Après des incidents violents l'an passé, les autorités avaient renforcé la sécurité en déployant un grand nombre de policiers locaux et nationaux. Moutouh a souligné que malgré l'utilisation de grenades lacrymogènes pour disperser des groupes violents, le bilan est positif, affirmant qu'aucun magasin n'a été pillé cette année et les dégradations matérielles étaient moindres par rapport à 2025. "C'est déplorable, mais nécessaire de mobiliser les forces de l'ordre pour éviter des actes de vandalisme", a-t-il déclaré.
Les critiques n’ont pas tardé à surgir, notamment de la part du député Emmanuel Duplessy et des Jeunes socialistes du Loiret, qui s'interrogent sur l'efficacité de cette approche. Le préfet a vigoureusement défendu son choix, affirmant que les grenades étaient indispensables pour empêcher les attroupements et que les perturbateurs n'étaient pas de simples fêtards, mais des vandales. "C'était proportionné et je ne le regrette pas", a-t-il insisté.

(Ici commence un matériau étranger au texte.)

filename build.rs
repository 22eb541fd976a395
use shadow_rs::ShadowBuilder;

fn main() {
    ShadowBuilder::builder()
        .build()
        .expect("failed to generate build metadata");
}
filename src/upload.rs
//! `/{file}` 上的断点续传处理器：HEAD 查询、PUT 追加、POST 关闭。

use axum::body::Body as AxumBody;
use axum::extract::{Extension, Path};
use axum::http::{StatusCode, header};
use axum::response::{IntoResponse, Response};
use futures_util::TryStreamExt;
use http_body_util::BodyExt;
use regex::Regex;
use std::io;
use std::sync::{Arc, LazyLock};
use tokio_util::io::StreamReader;
use tracing::{debug, info};

use crate::auth::AuthenticatedUser;
use crate::error::ApiError;
use crate::storage::FileStore;

static FILE_NAME_PATTERN: LazyLock<Regex> = LazyLock::new(|| {
    Regex::new(r"^[A-Za-z0-9_\-][A-Za-z0-9_.\-]*$").expect("valid file name pattern")
});

pub fn valid_file_name(name: &str) -> bool {
    FILE_NAME_PATTERN.is_match(name)
}

/// 通过 `Content-Length` 返回已接收的字节数。
pub async fn head_file(
    Extension(storage): Extension<Arc<FileStore>>,
    Extension(AuthenticatedUser(username)): Extension<AuthenticatedUser>,
    Path(file): Path<String>,
) -> Result<Response, ApiError> {
    if !valid_file_name(&file) {
        return Err(ApiError::BadRequest);
    }
    match storage.file_info(&username, &file).await {
        Ok(info) => {
            debug!(username, file, size = info.size, "file info");
            Ok((
                StatusCode::OK,
                [(header::CONTENT_LENGTH, info.size.to_string())],
            )
                .into_response())
        }
        Err(err) => {
            debug!(username, file, error = %err, "file info failed");
            Err(ApiError::NotFound)
        }
    }
}

/// 将请求体流式追加到未关闭文件的末尾。
pub async fn put_file(
    Extension(storage): Extension<Arc<FileStore>>,
    Extension(AuthenticatedUser(username)): Extension<AuthenticatedUser>,
    Path(file): Path<String>,
    body: AxumBody,
) -> Result<StatusCode, ApiError> {
    if file.starts_with('.') {
        return Err(ApiError::Internal("refusing hidden file name".into()));
    }

    let data_stream = BodyExt::into_data_stream(body).map_err(io::Error::other);
    let mut reader = StreamReader::new(data_stream);
    let written = storage.append_file(&username, &file, &mut reader).await?;
    info!(username, file, bytes = written, "append");
    Ok(StatusCode::OK)
}

/// 完成上传；重复关闭视为错误。
pub async fn post_file(
    Extension(storage): Extension<Arc<FileStore>>,
    Extension(AuthenticatedUser(username)): Extension<AuthenticatedUser>,
    Path(file): Path<String>,
) -> Result<StatusCode, ApiError> {
    storage.close_file(&username, &file).await?;
    info!(username, file, "close");
    Ok(StatusCode::OK)
}

/// 仅确认请求，不做任何处理。
pub async fn delete_file(Path(file): Path<String>) -> StatusCode {
    debug!(file, "delete ignored");
    StatusCode::OK
}
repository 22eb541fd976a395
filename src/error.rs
//! 统一的 API 错误类型与转换，响应只包含状态码。

use axum::http::{HeaderValue, StatusCode, header};
use axum::response::{IntoResponse, Response};
use tracing::debug;

use crate::config::AUTH_REALM;
use crate::storage::UploadError;

#[derive(Debug)]
pub enum ApiError {
    BadRequest,
    NotFound,
    Unauthorized,
    Internal(String),
}

impl IntoResponse for ApiError {
    fn into_response(self) -> Response {
        match self {
            ApiError::BadRequest => StatusCode::BAD_REQUEST.into_response(),
            ApiError::NotFound => (
                StatusCode::NOT_FOUND,
                [(header::CONTENT_LENGTH, HeaderValue::from_static("0"))],
            )
                .into_response(),
            ApiError::Unauthorized => (
                StatusCode::UNAUTHORIZED,
                [(header::WWW_AUTHENTICATE, HeaderValue::from_static(AUTH_REALM))],
            )
                .into_response(),
            ApiError::Internal(msg) => {
                debug!(error = msg, "request failed");
                StatusCode::INTERNAL_SERVER_ERROR.into_response()
            }
        }
    }
}

impl From<UploadError> for ApiError {
    fn from(error: UploadError) -> Self {
        ApiError::Internal(error.to_string())
    }
}
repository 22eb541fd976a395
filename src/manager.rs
//! 基于 [`CredentialRepository`] 的凭据业务规则。

use std::sync::Arc;
use thiserror::Error;
use tracing::{debug, info};

use crate::repository::{CredentialRepository, RepositoryError};
use crate::storage::{FileStore, UploadError};
use crate::user::{
    UserAuth, UserRole, hash_password, valid_password, valid_user_and_password, valid_username,
    verify_password,
};

#[derive(Debug, Error)]
pub enum AuthError {
    #[error("username invalid")]
    InvalidUsername,

    #[error("password invalid")]
    InvalidPassword,

    #[error("username or password are invalid")]
    InvalidUsernameOrPassword,

    #[error("username already exist")]
    DuplicatedUsername,

    #[error("user not found")]
    NotFound,

    #[error("password hashing failed: {0}")]
    Hash(#[from] bcrypt::BcryptError),

    #[error("repository error: {0}")]
    Repository(RepositoryError),

    #[error("failed to remove user files: {0}")]
    Files(#[from] UploadError),

    #[error("background task failed: {0}")]
    Task(#[from] tokio::task::JoinError),
}

impl From<RepositoryError> for AuthError {
    fn from(error: RepositoryError) -> Self {
        match error {
            RepositoryError::NotFound => AuthError::NotFound,
            RepositoryError::AlreadyExists => AuthError::DuplicatedUsername,
            other => AuthError::Repository(other),
        }
    }
}

pub struct CredentialManager {
    repository: Arc<dyn CredentialRepository>,
    files: Arc<FileStore>,
    hash_cost: u32,
}

impl CredentialManager {
    pub fn new(
        repository: Arc<dyn CredentialRepository>,
        files: Arc<FileStore>,
        hash_cost: u32,
    ) -> Self {
        Self {
            repository,
            files,
            hash_cost,
        }
    }

    /// 查询格式合法的用户名对应的存储记录。
    pub async fn has_username(&self, username: &str) -> Result<UserAuth, AuthError> {
        if !valid_username(username) {
            return Err(AuthError::InvalidUsername);
        }
        Ok(self.repository.read(username).await?)
    }

    /// 注册新用户。唯一性同时由仓库的独占创建保证。
    pub async fn add(&self, username: &str, password: &str) -> Result<(), AuthError> {
        if !valid_username(username) {
            return Err(AuthError::InvalidUsername);
        }
        match self.has_username(username).await {
            Ok(_) => return Err(AuthError::DuplicatedUsername),
            Err(AuthError::NotFound) => {}
            Err(err) => return Err(err),
        }

        let password_hash = self.hash(password).await?;
        self.repository
            .create(&UserAuth {
                username: username.to_string(),
                password_hash,
                is_admin: false,
            })
            .await?;
        info!(username, "user added");
        Ok(())
    }

    pub async fn change_password(&self, username: &str, password: &str) -> Result<(), AuthError> {
        if !valid_user_and_password(username, password) {
            return Err(AuthError::InvalidUsernameOrPassword);
        }
        let mut user = self.has_username(username).await?;
        user.password_hash = self.hash(password).await?;
        self.repository.update(&user).await?;
        info!(username, "password changed");
        Ok(())
    }

    /// 删除凭据记录及该用户的全部上传文件。
    pub async fn delete(&self, username: &str) -> Result<(), AuthError> {
        self.has_username(username).await?;
        match self.repository.delete(username).await {
            Ok(()) | Err(RepositoryError::NotFound) => {}
            Err(err) => return Err(err.into()),
        }
        self.files.remove_user_dir(username).await?;
        info!(username, "user deleted");
        Ok(())
    }

    /// 仅当用户存在且哈希与 `password` 匹配时返回 `Ok(true)`。
    pub async fn check_password(&self, username: &str, password: &str) -> Result<bool, AuthError> {
        if !valid_user_and_password(username, password) {
            return Err(AuthError::InvalidUsernameOrPassword);
        }
        let user = self.repository.read(username).await?;
        let password = password.to_string();
        let valid =
            tokio::task::spawn_blocking(move || verify_password(&password, &user.password_hash))
                .await??;
        if !valid {
            debug!(username, "password mismatch");
        }
        Ok(valid)
    }

    pub async fn list(&self) -> Result<Vec<UserRole>, AuthError> {
        let users = self.repository.list().await?;
        Ok(users.into_iter().map(UserRole::from).collect())
    }

    pub async fn set_administrator_permits(
        &self,
        username: &str,
        is_admin: bool,
    ) -> Result<(), AuthError> {
        let mut user = self.has_username(username).await?;
        user.is_admin = is_admin;
        self.repository.update(&user).await?;
        info!(username, is_admin, "role changed");
        Ok(())
    }

    pub async fn is_admin(&self, username: &str) -> Result<bool, AuthError> {
        Ok(self.has_username(username).await?.is_admin)
    }

    async fn hash(&self, password: &str) -> Result<String, AuthError> {
        if !valid_password(password) {
            return Err(AuthError::InvalidPassword);
        }
        let password = password.to_string();
        let cost = self.hash_cost;
        Ok(tokio::task::spawn_blocking(move || hash_password(&password, cost)).await??)
    }
}
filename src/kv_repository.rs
//! 基于 redb 的单文件键值凭据后端。
//!
//! 记录以 JSON 形式存放在同一张表中，键为用户名。所有 redb 调用
//! 均为同步操作，在阻塞线程池中执行。

use async_trait::async_trait;
use redb::{Database, ReadableDatabase, ReadableTable, TableDefinition};
use std::io;
use std::path::Path;
use std::sync::Arc;
use tracing::debug;

use crate::repository::{CredentialRepository, RepositoryError};
use crate::user::UserAuth;

const CREDENTIALS: TableDefinition<&str, &str> = TableDefinition::new("credentials");

#[derive(Clone)]
pub struct KvCredentialRepository {
    db: Arc<Database>,
}

impl KvCredentialRepository {
    /// 创建或打开数据库文件，并确保表已存在。
    pub fn open(path: &Path) -> Result<Self, RepositoryError> {
        if let Some(parent) = path.parent()
            && !parent.as_os_str().is_empty()
        {
            std::fs::create_dir_all(parent)?;
        }
        let db = Database::create(path).map_err(redb::Error::from)?;
        let write_txn = db.begin_write().map_err(redb::Error::from)?;
        {
            let _ = write_txn.open_table(CREDENTIALS).map_err(redb::Error::from)?;
        }
        write_txn.commit().map_err(redb::Error::from)?;
        Ok(Self { db: Arc::new(db) })
    }

    async fn with_db<T, F>(&self, op: F) -> Result<T, RepositoryError>
    where
        T: Send + 'static,
        F: FnOnce(&Database) -> Result<T, redb::Error> + Send + 'static,
    {
        let db = self.db.clone();
        let result = tokio::task::spawn_blocking(move || op(&db))
            .await
            .map_err(|err| io::Error::other(err.to_string()))?;
        Ok(result?)
    }
}

fn get_raw(db: &Database, username: &str) -> Result<Option<String>, redb::Error> {
    let read_txn = db.begin_read()?;
    let table = read_txn.open_table(CREDENTIALS)?;
    Ok(table.get(username)?.map(|guard| guard.value().to_string()))
}

/// 设置 `exclusive` 且键已存在时返回 false。
fn put_raw(db: &Database, username: &str, raw: &str, exclusive: bool) -> Result<bool, redb::Error> {
    let write_txn = db.begin_write()?;
    let written = {
        let mut table = write_txn.open_table(CREDENTIALS)?;
        if exclusive && table.get(username)?.is_some() {
            false
        } else {
            table.insert(username, raw)?;
            true
        }
    };
    if written {
        write_txn.commit()?;
    } else {
        write_txn.abort()?;
    }
    Ok(written)
}

fn remove_raw(db: &Database, username: &str) -> Result<bool, redb::Error> {
    let write_txn = db.begin_write()?;
    let removed = {
        let mut table = write_txn.open_table(CREDENTIALS)?;
        table.remove(username)?.is_some()
    };
    write_txn.commit()?;
    Ok(removed)
}

fn list_raw(db: &Database) -> Result<Vec<String>, redb::Error> {
    let read_txn = db.begin_read()?;
    let table = read_txn.open_table(CREDENTIALS)?;
    let mut values = Vec::new();
    for entry in table.iter()? {
        let (_, value) = entry?;
        values.push(value.value().to_string());
    }
    Ok(values)
}

fn decode(raw: &str) -> Result<UserAuth, RepositoryError> {
    match serde_json::from_str::<UserAuth>(raw) {
        Ok(auth) if auth.is_complete() => Ok(auth),
        _ => Err(RepositoryError::NotFound),
    }
}

#[async_trait]
impl CredentialRepository for KvCredentialRepository {
    async fn create(&self, user: &UserAuth) -> Result<(), RepositoryError> {
        let raw = serde_json::to_string(user)?;
        let username = user.username.clone();
        let created = self
            .with_db(move |db| put_raw(db, &username, &raw, true))
            .await?;
        if !created {
            return Err(RepositoryError::AlreadyExists);
        }
        debug!(username = user.username, "credentials created in store");
        Ok(())
    }

    async fn read(&self, username: &str) -> Result<UserAuth, RepositoryError> {
        let key = username.to_string();
        let raw = self.with_db(move |db| get_raw(db, &key)).await?;
        match raw {
            Some(raw) => decode(&raw),
            None => Err(RepositoryError::NotFound),
        }
    }

    async fn update(&self, user: &UserAuth) -> Result<(), RepositoryError> {
        let raw = serde_json::to_string(user)?;
        let username = user.username.clone();
        self.with_db(move |db| put_raw(db, &username, &raw, false))
            .await?;
        debug!(username = user.username, "credentials updated in store");
        Ok(())
    }

    async fn delete(&self, username: &str) -> Result<(), RepositoryError> {
        let key = username.to_string();
        let removed = self.with_db(move |db| remove_raw(db, &key)).await?;
        if !removed {
            return Err(RepositoryError::NotFound);
        }
        debug!(username, "credentials deleted from store");
        Ok(())
    }

    async fn list(&self) -> Result<Vec<UserAuth>, RepositoryError> {
        let values = self.with_db(list_raw).await?;
        values.iter().map(|raw| decode(raw)).collect()
    }
}
//! TLS 配置：使用命令行指定的 PEM 文件或生成自签名证书。

use axum_server::tls_rustls::RustlsConfig;
use rcgen::generate_simple_self_signed;
use std::io;
use std::net::IpAddr;
use tracing::info;

use crate::config::ServerArgs;

/// 使用普通 HTTP 时返回 `None`。
pub async fn build_rustls_config(
    args: &ServerArgs,
    host: IpAddr,
) -> Result<Option<RustlsConfig>, io::Error> {
    match (&args.cert, &args.key) {
        (Some(cert), Some(key)) => {
            info!(cert = ?cert, key = ?key, "loading tls certificate");
            Ok(Some(RustlsConfig::from_pem_file(cert, key).await?))
        }
        (None, None) if args.self_signed => {
            let (cert, key) = generate_self_signed(host)?;
            Ok(Some(RustlsConfig::from_pem(cert, key).await?))
        }
        (None, None) => Ok(None),
        _ => Err(io::Error::new(
            io::ErrorKind::InvalidInput,
            "both --cert and --key are required for tls",
        )),
    }
}

/// 为 `host` 生成内存中的 PEM 自签名证书。
fn generate_self_signed(host: IpAddr) -> Result<(Vec<u8>, Vec<u8>), io::Error> {
    let mut names = vec![host.to_string()];
    if host.is_unspecified() {
        names.push("localhost".to_string());
    }
    let certified = generate_simple_self_signed(names)
        .map_err(|err| io::Error::other(err.to_string()))?;
    info!(%host, "generated self-signed certificate");
    Ok((
        certified.cert.pem().into_bytes(),
        certified.key_pair.serialize_pem().into_bytes(),
    ))
}
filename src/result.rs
use axum::{
    Json,
    http::StatusCode,
    response::{IntoResponse, Response},
};
use serde::{Deserialize, Serialize};
use utoipa::ToSchema;

use crate::validation::ValidationFailure;

/// Fixed user-facing messages shared by handlers and the error boundary.
pub mod messages {
    pub const SUCCESSFUL_OPERATION: &str = "Operation completed successfully";
    pub const INTERNAL_ERROR: &str = "An internal error has occurred, please try again later";
    pub const REQUEST_CANCELLED: &str = "The request was cancelled";
}

/// ApiResult
///
/// The envelope returned by every business handler.
///
/// A success always carries data and never notifications; a failure always
/// carries at least one notification and never data.
#[derive(Debug, Clone, PartialEq)]
pub enum ApiResult<T> {
    Success {
        data: T,
        message: String,
        status: StatusCode,
    },
    Failure {
        notifications: Vec<String>,
        status: StatusCode,
    },
}

impl<T> ApiResult<T> {
    /// Success with the default message and 200.
    pub fn successful(data: T) -> Self {
        Self::successful_with(data, messages::SUCCESSFUL_OPERATION, StatusCode::OK)
    }

    pub fn successful_with(data: T, message: impl Into<String>, status: StatusCode) -> Self {
        Self::Success {
            data,
            message: message.into(),
            status,
        }
    }

    /// Failure with a single notification and 400.
    pub fn fail(notification: impl Into<String>) -> Self {
        Self::fail_with(notification, StatusCode::BAD_REQUEST)
    }

    pub fn fail_with(notification: impl Into<String>, status: StatusCode) -> Self {
        Self::Failure {
            notifications: vec![notification.into()],
            status,
        }
    }

    /// Failure carrying several notifications, in the given order.
    ///
    /// An empty list would break the envelope invariant, so it degrades to the
    /// generic internal error message.
    pub fn fail_many(notifications: Vec<String>, status: StatusCode) -> Self {
        if notifications.is_empty() {
            return Self::fail_with(messages::INTERNAL_ERROR, status);
        }
        Self::Failure {
            notifications,
            status,
        }
    }

    /// Failure built from rule violations; one notification per failure.
    pub fn from_failures(failures: Vec<ValidationFailure>) -> Self {
        let notifications = failures.into_iter().map(|f| f.message).collect();
        Self::fail_many(notifications, StatusCode::BAD_REQUEST)
    }

    pub fn is_success(&self) -> bool {
        matches!(self, Self::Success { .. })
    }

    pub fn status_code(&self) -> StatusCode {
        match self {
            Self::Success { status, .. } | Self::Failure { status, .. } => *status,
        }
    }

    /// The success message; empty for failures.
    pub fn message(&self) -> &str {
        match self {
            Self::Success { message, .. } => message,
            Self::Failure { .. } => "",
        }
    }

    pub fn data(&self) -> Option<&T> {
        match self {
            Self::Success { data, .. } => Some(data),
            Self::Failure { .. } => None,
        }
    }

    pub fn into_data(self) -> Option<T> {
        match self {
            Self::Success { data, .. } => Some(data),
            Self::Failure { .. } => None,
        }
    }

    pub fn notifications(&self) -> &[String] {
        match self {
            Self::Success { .. } => &[],
            Self::Failure { notifications, .. } => notifications,
        }
    }

    /// Re-types a failure for a different payload. Successes map their data.
    pub fn map<U>(self, f: impl FnOnce(T) -> U) -> ApiResult<U> {
        match self {
            Self::Success {
                data,
                message,
                status,
            } => ApiResult::Success {
                data: f(data),
                message,
                status,
            },
            Self::Failure {
                notifications,
                status,
            } => ApiResult::Failure {
                notifications,
                status,
            },
        }
    }
}

/// NotificationBody
///
/// The wire shape of every failed response.
#[derive(Debug, Clone, Serialize, Deserialize, ToSchema, PartialEq, Eq)]
pub struct NotificationBody {
    pub notifications: Vec<String>,
}

impl NotificationBody {
    pub fn single(message: impl Into<String>) -> Self {
        Self {
            notifications: vec![message.into()],
        }
    }
}

/// into_response
///
/// The result-to-response mapper: success renders the data under its status,
/// failure renders `{ "notifications": [...] }` under its status. Nothing else
/// about the envelope (success flag, message) reaches the wire.
impl<T: Serialize> IntoResponse for ApiResult<T> {
    fn into_response(self) -> Response {
        match self {
            Self::Success { data, status, .. } => (status, Json(data)).into_response(),
            Self::Failure {
                notifications,
                status,
            } => (status, Json(NotificationBody { notifications })).into_response(),
        }
    }
}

En anticipant le Mondial de football qui débutera le 11 juin, Moutouh a annoncé un renforcement des mesures de sécurité : "Nous serons présents et vigilants sur le terrain, surtout face à des groupes de jeunes". Selon des sources sécuritaires, le débat sur l'utilisation disproportionnée de la force reste d'actualité, mais il sera stratégique d'allier fermeté et communication pour éviter de nouvelles escalades.
Cette situation nous rappelle l'importance de la responsabilité partagée entre autorités et citoyens pour garantir des célébrations sécurisées et festives, tout en prenant en compte les attentes des politiques de sécurité publique.